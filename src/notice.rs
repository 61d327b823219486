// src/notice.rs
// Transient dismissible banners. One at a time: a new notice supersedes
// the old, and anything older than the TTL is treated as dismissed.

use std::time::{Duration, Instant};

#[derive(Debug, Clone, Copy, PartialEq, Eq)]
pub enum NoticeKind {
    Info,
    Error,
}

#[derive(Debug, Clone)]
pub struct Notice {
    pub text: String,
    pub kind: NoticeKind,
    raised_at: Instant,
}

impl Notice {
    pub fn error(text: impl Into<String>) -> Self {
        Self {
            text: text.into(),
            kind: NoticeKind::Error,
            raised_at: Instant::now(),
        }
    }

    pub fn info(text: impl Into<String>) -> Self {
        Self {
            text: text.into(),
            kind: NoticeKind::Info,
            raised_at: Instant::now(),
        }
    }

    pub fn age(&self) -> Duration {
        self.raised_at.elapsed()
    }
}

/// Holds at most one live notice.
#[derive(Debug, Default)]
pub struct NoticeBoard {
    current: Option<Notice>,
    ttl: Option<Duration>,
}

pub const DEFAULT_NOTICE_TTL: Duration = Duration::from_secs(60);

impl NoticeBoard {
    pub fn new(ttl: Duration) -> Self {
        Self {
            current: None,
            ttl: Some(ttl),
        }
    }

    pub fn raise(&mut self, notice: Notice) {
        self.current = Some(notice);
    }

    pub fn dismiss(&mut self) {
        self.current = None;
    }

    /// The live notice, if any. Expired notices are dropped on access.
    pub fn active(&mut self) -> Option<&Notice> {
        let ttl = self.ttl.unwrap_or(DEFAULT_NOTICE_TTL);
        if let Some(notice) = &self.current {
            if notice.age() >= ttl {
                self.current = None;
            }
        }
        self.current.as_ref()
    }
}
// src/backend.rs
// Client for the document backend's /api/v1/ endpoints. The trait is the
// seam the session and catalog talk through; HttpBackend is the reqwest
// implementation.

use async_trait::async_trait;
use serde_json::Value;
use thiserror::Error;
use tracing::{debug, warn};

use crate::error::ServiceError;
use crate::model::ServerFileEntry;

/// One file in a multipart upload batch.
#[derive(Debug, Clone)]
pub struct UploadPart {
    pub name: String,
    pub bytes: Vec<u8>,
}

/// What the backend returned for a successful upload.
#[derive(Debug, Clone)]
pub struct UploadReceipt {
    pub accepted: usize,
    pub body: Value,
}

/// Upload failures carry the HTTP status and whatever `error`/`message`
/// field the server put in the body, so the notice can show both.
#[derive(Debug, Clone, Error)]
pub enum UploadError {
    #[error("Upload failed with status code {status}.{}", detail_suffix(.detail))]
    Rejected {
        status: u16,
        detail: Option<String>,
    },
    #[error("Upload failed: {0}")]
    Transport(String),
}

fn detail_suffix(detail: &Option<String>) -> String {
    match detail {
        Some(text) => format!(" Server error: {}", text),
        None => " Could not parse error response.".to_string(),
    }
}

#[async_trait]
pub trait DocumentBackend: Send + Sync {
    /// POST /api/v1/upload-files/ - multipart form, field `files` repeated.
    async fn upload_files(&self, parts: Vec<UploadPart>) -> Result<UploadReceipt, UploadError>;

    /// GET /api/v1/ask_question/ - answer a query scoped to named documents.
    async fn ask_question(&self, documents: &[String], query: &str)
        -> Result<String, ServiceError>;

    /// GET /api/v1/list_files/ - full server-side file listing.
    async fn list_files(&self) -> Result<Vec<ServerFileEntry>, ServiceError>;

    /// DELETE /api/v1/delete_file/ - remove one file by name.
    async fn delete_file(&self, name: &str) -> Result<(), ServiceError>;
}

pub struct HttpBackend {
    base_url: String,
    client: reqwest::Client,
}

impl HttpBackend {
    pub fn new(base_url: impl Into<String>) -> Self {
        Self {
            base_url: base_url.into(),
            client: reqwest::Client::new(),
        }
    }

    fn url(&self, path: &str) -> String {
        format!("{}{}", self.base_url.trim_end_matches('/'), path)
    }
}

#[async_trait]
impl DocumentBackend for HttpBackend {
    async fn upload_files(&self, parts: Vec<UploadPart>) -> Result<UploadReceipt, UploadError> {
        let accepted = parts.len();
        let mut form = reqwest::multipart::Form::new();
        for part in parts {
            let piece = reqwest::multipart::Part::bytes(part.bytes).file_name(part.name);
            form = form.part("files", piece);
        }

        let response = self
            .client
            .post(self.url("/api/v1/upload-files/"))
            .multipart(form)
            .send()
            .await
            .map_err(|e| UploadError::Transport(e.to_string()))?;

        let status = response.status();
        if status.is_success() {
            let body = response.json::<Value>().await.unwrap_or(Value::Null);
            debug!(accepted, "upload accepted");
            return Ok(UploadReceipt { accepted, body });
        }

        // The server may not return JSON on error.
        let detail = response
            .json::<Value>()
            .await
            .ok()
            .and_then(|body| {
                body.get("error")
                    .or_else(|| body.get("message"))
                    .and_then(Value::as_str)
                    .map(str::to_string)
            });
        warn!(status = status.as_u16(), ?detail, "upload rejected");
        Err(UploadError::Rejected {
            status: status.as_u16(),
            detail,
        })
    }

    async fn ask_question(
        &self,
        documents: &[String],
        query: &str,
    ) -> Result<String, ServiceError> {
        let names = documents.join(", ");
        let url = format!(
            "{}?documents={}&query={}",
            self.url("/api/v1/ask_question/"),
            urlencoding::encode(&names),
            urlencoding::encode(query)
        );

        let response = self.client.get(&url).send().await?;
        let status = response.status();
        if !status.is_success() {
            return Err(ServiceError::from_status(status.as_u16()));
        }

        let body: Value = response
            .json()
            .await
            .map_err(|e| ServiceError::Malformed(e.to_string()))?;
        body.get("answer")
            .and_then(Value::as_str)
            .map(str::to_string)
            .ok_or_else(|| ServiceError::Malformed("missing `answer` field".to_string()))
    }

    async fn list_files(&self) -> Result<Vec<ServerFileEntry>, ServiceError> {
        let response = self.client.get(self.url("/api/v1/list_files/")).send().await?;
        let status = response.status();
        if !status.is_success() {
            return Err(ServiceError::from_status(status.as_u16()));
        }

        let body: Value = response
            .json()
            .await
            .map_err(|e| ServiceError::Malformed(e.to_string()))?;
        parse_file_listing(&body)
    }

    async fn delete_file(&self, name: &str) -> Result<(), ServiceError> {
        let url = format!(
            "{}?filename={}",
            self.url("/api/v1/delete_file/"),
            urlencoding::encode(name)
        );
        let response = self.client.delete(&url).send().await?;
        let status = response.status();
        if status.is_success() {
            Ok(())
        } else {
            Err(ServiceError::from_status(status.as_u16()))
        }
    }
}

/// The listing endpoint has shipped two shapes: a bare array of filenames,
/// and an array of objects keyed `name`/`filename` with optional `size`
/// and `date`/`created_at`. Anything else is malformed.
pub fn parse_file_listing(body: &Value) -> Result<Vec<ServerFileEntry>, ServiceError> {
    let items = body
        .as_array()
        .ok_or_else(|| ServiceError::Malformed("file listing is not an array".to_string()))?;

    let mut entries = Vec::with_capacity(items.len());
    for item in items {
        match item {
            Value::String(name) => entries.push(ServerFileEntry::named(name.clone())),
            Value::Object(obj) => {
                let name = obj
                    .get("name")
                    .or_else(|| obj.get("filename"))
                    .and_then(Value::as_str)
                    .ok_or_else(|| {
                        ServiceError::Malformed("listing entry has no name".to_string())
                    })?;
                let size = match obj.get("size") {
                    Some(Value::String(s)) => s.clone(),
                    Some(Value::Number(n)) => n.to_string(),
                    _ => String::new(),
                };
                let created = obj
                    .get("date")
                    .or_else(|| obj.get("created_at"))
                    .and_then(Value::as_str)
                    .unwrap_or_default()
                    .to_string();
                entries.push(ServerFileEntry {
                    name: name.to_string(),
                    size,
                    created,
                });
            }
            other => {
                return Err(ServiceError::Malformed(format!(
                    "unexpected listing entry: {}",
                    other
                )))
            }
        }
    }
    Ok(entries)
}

————

## What needs to be done
Starting from the top of the records and ending at the line that contains "pub struct NoticeBoard", repeat each line exactly and return only those lines.

## Reply to the exercise
filename src/notice.rs
repository 61d327b823219486
// src/notice.rs
// Transient dismissible banners. One at a time: a new notice supersedes
// the old, and anything older than the TTL is treated as dismissed.

use std::time::{Duration, Instant};

#[derive(Debug, Clone, Copy, PartialEq, Eq)]
pub enum NoticeKind {
    Info,
    Error,
}

#[derive(Debug, Clone)]
pub struct Notice {
    pub text: String,
    pub kind: NoticeKind,
    raised_at: Instant,
}

impl Notice {
    pub fn error(text: impl Into<String>) -> Self {
        Self {
            text: text.into(),
            kind: NoticeKind::Error,
            raised_at: Instant::now(),
        }
    }

    pub fn info(text: impl Into<String>) -> Self {
        Self {
            text: text.into(),
            kind: NoticeKind::Info,
            raised_at: Instant::now(),
        }
    }

    pub fn age(&self) -> Duration {
        self.raised_at.elapsed()
    }
}

/// Holds at most one live notice.
#[derive(Debug, Default)]
pub struct NoticeBoard {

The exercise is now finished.